Stored data entries
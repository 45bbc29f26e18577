//! Error types for the screenshot-ocr library.
//!
//! Two distinct error types reflect two distinct failure modes:
//!
//! * [`ShotOcrError`] — **Fatal**: the stage cannot proceed at all (missing
//!   folder, unreadable or corrupt image, tesseract not installed, output not
//!   writable, provider not configured). Returned as `Err(ShotOcrError)` from
//!   the top-level `extract*` / `normalize*` functions.
//!
//! * [`NormalizeError`] — **Non-fatal**: the LLM call for one file failed or
//!   answered with something that is not a JSON array. The file falls back to
//!   its locally cleaned lines and the error is kept in
//!   [`crate::output::FileOutcome`] so callers can report it.
//!
//! Extraction has no non-fatal variant: one bad image aborts the run.

use std::path::PathBuf;
use thiserror::Error;

/// All fatal errors returned by the screenshot-ocr library.
#[derive(Debug, Error)]
pub enum ShotOcrError {
    // ── Input errors ──────────────────────────────────────────────────────
    /// The screenshot folder does not exist.
    #[error("Input folder not found: '{path}'\nCheck the path exists and is readable.")]
    InputDirNotFound { path: PathBuf },

    /// The input path exists but is a regular file.
    #[error("Input path '{path}' is not a directory")]
    NotADirectory { path: PathBuf },

    /// An image (or the folder listing) could not be read from disk.
    #[error("Failed to read '{path}': {source}")]
    ImageReadFailed {
        path: PathBuf,
        #[source]
        source: std::io::Error,
    },

    /// The image bytes were read but could not be decoded.
    #[error("Image '{path}' could not be decoded: {detail}")]
    ImageDecodeFailed { path: PathBuf, detail: String },

    // ── OCR errors ────────────────────────────────────────────────────────
    /// No tesseract executable on PATH or at `TESSERACT_PATH`.
    #[error(
        "tesseract executable not found: {detail}\n\n\
Install Tesseract OCR with the language packs you need, e.g.:\n\
  • Debian/Ubuntu: apt install tesseract-ocr tesseract-ocr-jpn tesseract-ocr-ben\n\
  • macOS:         brew install tesseract tesseract-lang\n\
Or set TESSERACT_PATH=/path/to/tesseract.\n"
    )]
    TesseractNotFound { detail: String },

    /// tesseract ran but reported a failure (missing language pack etc.).
    #[error("OCR failed for '{path}': {detail}")]
    OcrFailed { path: PathBuf, detail: String },

    // ── Result file errors ────────────────────────────────────────────────
    /// The intermediate results file could not be read.
    #[error("Failed to read results file '{path}': {source}")]
    ResultsReadFailed {
        path: PathBuf,
        #[source]
        source: std::io::Error,
    },

    /// The intermediate results file is not a filename → lines JSON object.
    #[error("Results file '{path}' is not a JSON object of string arrays: {source}")]
    ResultsParseFailed {
        path: PathBuf,
        #[source]
        source: serde_json::Error,
    },

    /// Could not create or write an output JSON file.
    #[error("Failed to write output file '{path}': {source}")]
    OutputWriteFailed {
        path: PathBuf,
        #[source]
        source: std::io::Error,
    },

    // ── LLM errors ────────────────────────────────────────────────────────
    /// The configured provider is not initialised (missing API key etc.).
    #[error("LLM provider '{provider}' is not configured.\n{hint}")]
    ProviderNotConfigured { provider: String, hint: String },

    // ── Config errors ─────────────────────────────────────────────────────
    /// Builder validation failed.
    #[error("Invalid configuration: {0}")]
    InvalidConfig(String),

    // ── Catch-all ─────────────────────────────────────────────────────────
    /// Unexpected internal error.
    #[error("Internal error: {0}")]
    Internal(String),
}

/// A non-fatal normalisation error for a single file.
///
/// The file keeps its original lines when one of these occurs. The message
/// leaves out the file name; callers print it next to the error.
#[derive(Debug, Clone, PartialEq, Eq, Error, serde::Serialize, serde::Deserialize)]
pub enum NormalizeError {
    /// The provider call itself failed (network, auth, quota, …).
    #[error("LLM call failed: {detail}")]
    ServiceFailed { file: String, detail: String },

    /// The provider did not answer within the configured timeout.
    #[error("LLM call timed out after {secs}s")]
    Timeout { file: String, secs: u64 },

    /// The answer was not a JSON array of strings.
    #[error("response is not a JSON array of strings: {detail}")]
    MalformedResponse { file: String, detail: String },
}

impl NormalizeError {
    /// Name of the file the error belongs to.
    pub fn file(&self) -> &str {
        match self {
            NormalizeError::ServiceFailed { file, .. }
            | NormalizeError::Timeout { file, .. }
            | NormalizeError::MalformedResponse { file, .. } => file,
        }
    }
}
//! Progress-callback trait for per-file pipeline events.
//!
//! Inject an [`Arc<dyn PipelineProgressCallback>`] via
//! [`crate::config::PipelineConfigBuilder::progress_callback`] to receive
//! events as each stage walks through its files. Both stages report through
//! the same trait; `stage` tells the two apart.
//!
//! # Example
//!
//! ```rust
//! use screenshot_ocr::{PipelineConfig, PipelineProgressCallback, Stage};
//! use std::sync::{Arc, atomic::{AtomicUsize, Ordering}};
//!
//! struct CountingCallback {
//!     completed: AtomicUsize,
//! }
//!
//! impl PipelineProgressCallback for CountingCallback {
//!     fn on_file_complete(&self, stage: Stage, file: &str, index: usize, total: usize, lines: usize) {
//!         self.completed.fetch_add(1, Ordering::SeqCst);
//!         println!("[{stage}] {file} ({index}/{total}): {lines} lines");
//!     }
//! }
//!
//! let counter = Arc::new(CountingCallback { completed: AtomicUsize::new(0) });
//!
//! let config = PipelineConfig::builder()
//!     .progress_callback(counter as Arc<dyn PipelineProgressCallback>)
//!     .build()
//!     .unwrap();
//! ```

use serde::{Deserialize, Serialize};
use std::fmt;
use std::sync::Arc;

/// Which pipeline stage emitted an event.
#[derive(Debug, Clone, Copy, PartialEq, Eq, Serialize, Deserialize)]
pub enum Stage {
    Extraction,
    Normalization,
}

impl fmt::Display for Stage {
    fn fmt(&self, f: &mut fmt::Formatter<'_>) -> fmt::Result {
        match self {
            Stage::Extraction => f.write_str("extract"),
            Stage::Normalization => f.write_str("normalize"),
        }
    }
}

/// Called by the pipeline as it processes each file.
///
/// Files are processed one at a time, so events arrive strictly in order.
/// All methods have default no-op implementations so callers only override
/// what they care about. `index` is 1-based.
pub trait PipelineProgressCallback: Send + Sync {
    /// Called once before the first file of a stage.
    fn on_stage_start(&self, stage: Stage, total_files: usize) {
        let _ = (stage, total_files);
    }

    /// Called before OCR (extraction) or the LLM call (normalisation).
    fn on_file_start(&self, stage: Stage, file: &str, index: usize, total: usize) {
        let _ = (stage, file, index, total);
    }

    /// Called when a file produced its final line list.
    fn on_file_complete(&self, stage: Stage, file: &str, index: usize, total: usize, lines: usize) {
        let _ = (stage, file, index, total, lines);
    }

    /// Called when normalisation failed and the file kept its original lines.
    fn on_file_fallback(&self, file: &str, index: usize, total: usize, error: &str) {
        let _ = (file, index, total, error);
    }

    /// Called once after the last file of a stage.
    ///
    /// `success_count` is every file for extraction and the normalised
    /// (non-fallback) files for normalisation.
    fn on_stage_complete(&self, stage: Stage, total_files: usize, success_count: usize) {
        let _ = (stage, total_files, success_count);
    }
}

/// A no-op implementation for callers that don't need progress events.
pub struct NoopProgressCallback;

impl PipelineProgressCallback for NoopProgressCallback {}

/// Convenience alias matching the type stored in [`crate::config::PipelineConfig`].
pub type ProgressCallback = Arc<dyn PipelineProgressCallback>;
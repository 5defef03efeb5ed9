//! Feed Connection State
//!
//! Shared, lock-light view of the upstream connection, written by the feed
//! client and read by the health server.

use std::sync::atomic::{AtomicU32, AtomicU64, Ordering};

use chrono::{DateTime, Utc};
use parking_lot::RwLock;
use serde::Serialize;

use crate::infrastructure::metrics;

/// Upstream connection lifecycle.
#[derive(Debug, Clone, Copy, PartialEq, Eq, Serialize)]
#[serde(rename_all = "lowercase")]
pub enum FeedConnectionState {
    /// Opening the WebSocket.
    Connecting,
    /// Connected and streaming.
    Live,
    /// Connection lost; backing off before the next attempt.
    Degraded,
    /// Stopped for good.
    Closed,
}

impl FeedConnectionState {
    /// Lowercase name.
    #[must_use]
    pub const fn as_str(self) -> &'static str {
        match self {
            Self::Connecting => "connecting",
            Self::Live => "live",
            Self::Degraded => "degraded",
            Self::Closed => "closed",
        }
    }

    /// Numeric gauge value.
    #[must_use]
    pub const fn as_gauge(self) -> u8 {
        match self {
            Self::Connecting => 0,
            Self::Live => 1,
            Self::Degraded => 2,
            Self::Closed => 3,
        }
    }
}

/// Point-in-time copy of [`FeedState`].
#[derive(Debug, Clone, PartialEq, Eq, Serialize)]
pub struct FeedStatus {
    /// Connection state.
    pub state: FeedConnectionState,
    /// When the feed last became live.
    pub last_connected_at: Option<DateTime<Utc>>,
    /// Most recent connection or feed error.
    pub last_error: Option<String>,
    /// Reconnect attempts since the feed was last live.
    pub reconnect_attempts: u32,
    /// Frames received over the process lifetime.
    pub frames_received: u64,
    /// Trades decoded over the process lifetime.
    pub trades_received: u64,
    /// Frames skipped as undecodable.
    pub decode_errors: u64,
}

/// Tracks the state of the upstream feed connection.
#[derive(Debug)]
pub struct FeedState {
    state: RwLock<FeedConnectionState>,
    last_connected_at: RwLock<Option<DateTime<Utc>>>,
    last_error: RwLock<Option<String>>,
    reconnect_attempts: AtomicU32,
    frames_received: AtomicU64,
    trades_received: AtomicU64,
    decode_errors: AtomicU64,
}

impl Default for FeedState {
    fn default() -> Self {
        Self::new()
    }
}

impl FeedState {
    /// A feed that has not connected yet.
    #[must_use]
    pub const fn new() -> Self {
        Self {
            state: RwLock::new(FeedConnectionState::Connecting),
            last_connected_at: RwLock::new(None),
            last_error: RwLock::new(None),
            reconnect_attempts: AtomicU32::new(0),
            frames_received: AtomicU64::new(0),
            trades_received: AtomicU64::new(0),
            decode_errors: AtomicU64::new(0),
        }
    }

    /// Move to a new state. Becoming live clears the error and attempt count.
    pub fn set_state(&self, state: FeedConnectionState) {
        *self.state.write() = state;
        if state == FeedConnectionState::Live {
            *self.last_connected_at.write() = Some(Utc::now());
            *self.last_error.write() = None;
            self.reconnect_attempts.store(0, Ordering::Relaxed);
        }
        metrics::set_feed_state(state);
    }

    /// Record a connection failure and mark the feed degraded.
    pub fn set_error(&self, message: String) {
        *self.last_error.write() = Some(message);
        self.set_state(FeedConnectionState::Degraded);
    }

    /// Record an error reported by the feed without changing state.
    pub fn note_error(&self, message: String) {
        *self.last_error.write() = Some(message);
    }

    /// Count a reconnect attempt.
    pub fn record_reconnect_attempt(&self) {
        self.reconnect_attempts.fetch_add(1, Ordering::Relaxed);
    }

    /// Count an inbound frame.
    pub fn record_frame(&self) {
        self.frames_received.fetch_add(1, Ordering::Relaxed);
    }

    /// Count decoded trades.
    pub fn record_trades(&self, count: usize) {
        self.trades_received
            .fetch_add(u64::try_from(count).unwrap_or(u64::MAX), Ordering::Relaxed);
    }

    /// Count an undecodable frame.
    pub fn record_decode_error(&self) {
        self.decode_errors.fetch_add(1, Ordering::Relaxed);
    }

    /// Current state.
    #[must_use]
    pub fn state(&self) -> FeedConnectionState {
        *self.state.read()
    }

    /// Whether the feed is streaming.
    #[must_use]
    pub fn is_live(&self) -> bool {
        self.state() == FeedConnectionState::Live
    }

    /// Snapshot for reporting.
    #[must_use]
    pub fn status(&self) -> FeedStatus {
        FeedStatus {
            state: self.state(),
            last_connected_at: *self.last_connected_at.read(),
            last_error: self.last_error.read().clone(),
            reconnect_attempts: self.reconnect_attempts.load(Ordering::Relaxed),
            frames_received: self.frames_received.load(Ordering::Relaxed),
            trades_received: self.trades_received.load(Ordering::Relaxed),
            decode_errors: self.decode_errors.load(Ordering::Relaxed),
        }
    }
}

#[cfg(test)]
mod tests {
    use super::*;

    #[test]
    fn live_clears_error_and_attempts() {
        let state = FeedState::new();
        state.set_error("connection reset".into());
        state.record_reconnect_attempt();
        assert_eq!(state.state(), FeedConnectionState::Degraded);
        assert_eq!(state.status().reconnect_attempts, 1);

        state.set_state(FeedConnectionState::Live);

        let status = state.status();
        assert!(state.is_live());
        assert_eq!(status.last_error, None);
        assert_eq!(status.reconnect_attempts, 0);
        assert!(status.last_connected_at.is_some());
    }

    #[test]
    fn feed_errors_do_not_change_state() {
        let state = FeedState::new();
        state.set_state(FeedConnectionState::Live);

        state.note_error("Unknown table".into());

        assert!(state.is_live());
        assert_eq!(state.status().last_error.as_deref(), Some("Unknown table"));
    }

    #[test]
    fn counters_accumulate() {
        let state = FeedState::new();
        state.record_frame();
        state.record_frame();
        state.record_trades(5);
        state.record_decode_error();

        let status = state.status();
        assert_eq!(status.frames_received, 2);
        assert_eq!(status.trades_received, 5);
        assert_eq!(status.decode_errors, 1);
    }

    #[test]
    fn state_serializes_lowercase() {
        assert_eq!(
            serde_json::to_string(&FeedConnectionState::Degraded).unwrap(),
            "\"degraded\""
        );
        assert_eq!(FeedConnectionState::Closed.as_gauge(), 3);
    }
}
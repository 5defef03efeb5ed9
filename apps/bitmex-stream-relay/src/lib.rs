#![cfg_attr(
    test,
    allow(
        clippy::unwrap_used,
        clippy::expect_used,
        clippy::float_cmp,
        clippy::significant_drop_tightening,
        clippy::too_many_lines,
        clippy::match_same_arms,
        clippy::needless_pass_by_value,
        clippy::needless_collect,
        clippy::option_if_let_else,
        clippy::default_trait_access,
        clippy::items_after_statements,
        clippy::or_fun_call
    )
)]

//! BitMEX Stream Relay - Trade Fan-out Service
//!
//! Maintains a single connection to the BitMEX realtime `trade` feed and
//! relays each trade to every connected subscriber that follows its symbol.
//!
//! # Layers (inside -> outside)
//!
//! - **Domain**: Core types and concurrent containers
//!   - `streaming`: Trade events and delivery frames
//!   - `symbols`: Known symbol set
//!   - `subscription`: Symbol to subscriber index
//!   - `connection`: Subscriber to live connection registry
//!   - `subscriber`: Subscriber identity, persisted state, requests
//!
//! - **Application**: Use cases and port definitions
//!   - `ports`: Catalog, persistence, feed control, identity
//!   - `services`: Symbol registry, subscription mutation, fan-out routing
//!
//! - **Infrastructure**: Adapters and external integrations
//!   - `bitmex`: Realtime feed client and instrument catalog
//!   - `api`: Subscription endpoint and subscriber sockets
//!   - `persistence`: Subscriber state store
//!   - `config`: Configuration loading
//!   - `health`: Health check HTTP endpoint
//!
//! # Data Flow
//!
//! ```text
//!                    +------------+     +---------------+
//! BitMEX trade WS -->| FeedClient |---->| FanoutRouter  |---> Subscriber 1
//!                    +------------+     |  index lookup |---> Subscriber 2
//!                          ^            +---------------+---> Subscriber N
//!                          | subscribe        ^
//!                    +------------+           |
//!                    |  Symbol    |<----------+ refresh on unknown symbol
//!                    |  Registry  |
//!                    +------------+
//! ```

#![forbid(unsafe_code)]
#![warn(missing_docs)]
#![warn(clippy::pedantic)]

// =============================================================================
// Module Declarations
// =============================================================================

/// Domain layer - Core types and concurrent containers.
pub mod domain;

/// Application layer - Use cases and port definitions.
pub mod application;

/// Infrastructure layer - Adapters and external integrations.
pub mod infrastructure;

// =============================================================================
// Re-exports
// =============================================================================

// Domain types
pub use domain::connection::{ConnectionId, ConnectionRegistry, SubscriberConnection};
pub use domain::streaming::{DeliveryFrame, TradeEvent, TradeSide};
pub use domain::subscriber::{
    SubscriberId, SubscriberState, SubscriptionAction, SubscriptionRequest, SubscriptionScope,
};
pub use domain::subscription::SubscriptionIndex;
pub use domain::symbols::{Symbol, SymbolSet};

// Services
pub use application::services::{
    FanoutRouter, RouteOutcome, SubscriptionError, SubscriptionService, SymbolRegistry,
};

// Infrastructure config
pub use infrastructure::config::{
    BitmexEnvironment, ConfigError, RelayConfig, RelaySettings, ServerSettings, WebSocketSettings,
};

// Servers
pub use infrastructure::api::{ApiServer, ApiServerError, ApiState};
pub use infrastructure::health::{HealthServer, HealthServerError, HealthServerState};

// Feed client
pub use infrastructure::bitmex::{FeedClient, FeedClientConfig, FeedHandle, FeedState};

// Metrics
pub use infrastructure::metrics::init_metrics;

// Telemetry
pub use infrastructure::telemetry::{TelemetryConfig, TelemetryGuard, init as init_telemetry};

» What to produce
Take every line from the data that includes the word "concurrent".

» Task result
//! - **Domain**: Core types and concurrent containers
/// Domain layer - Core types and concurrent containers.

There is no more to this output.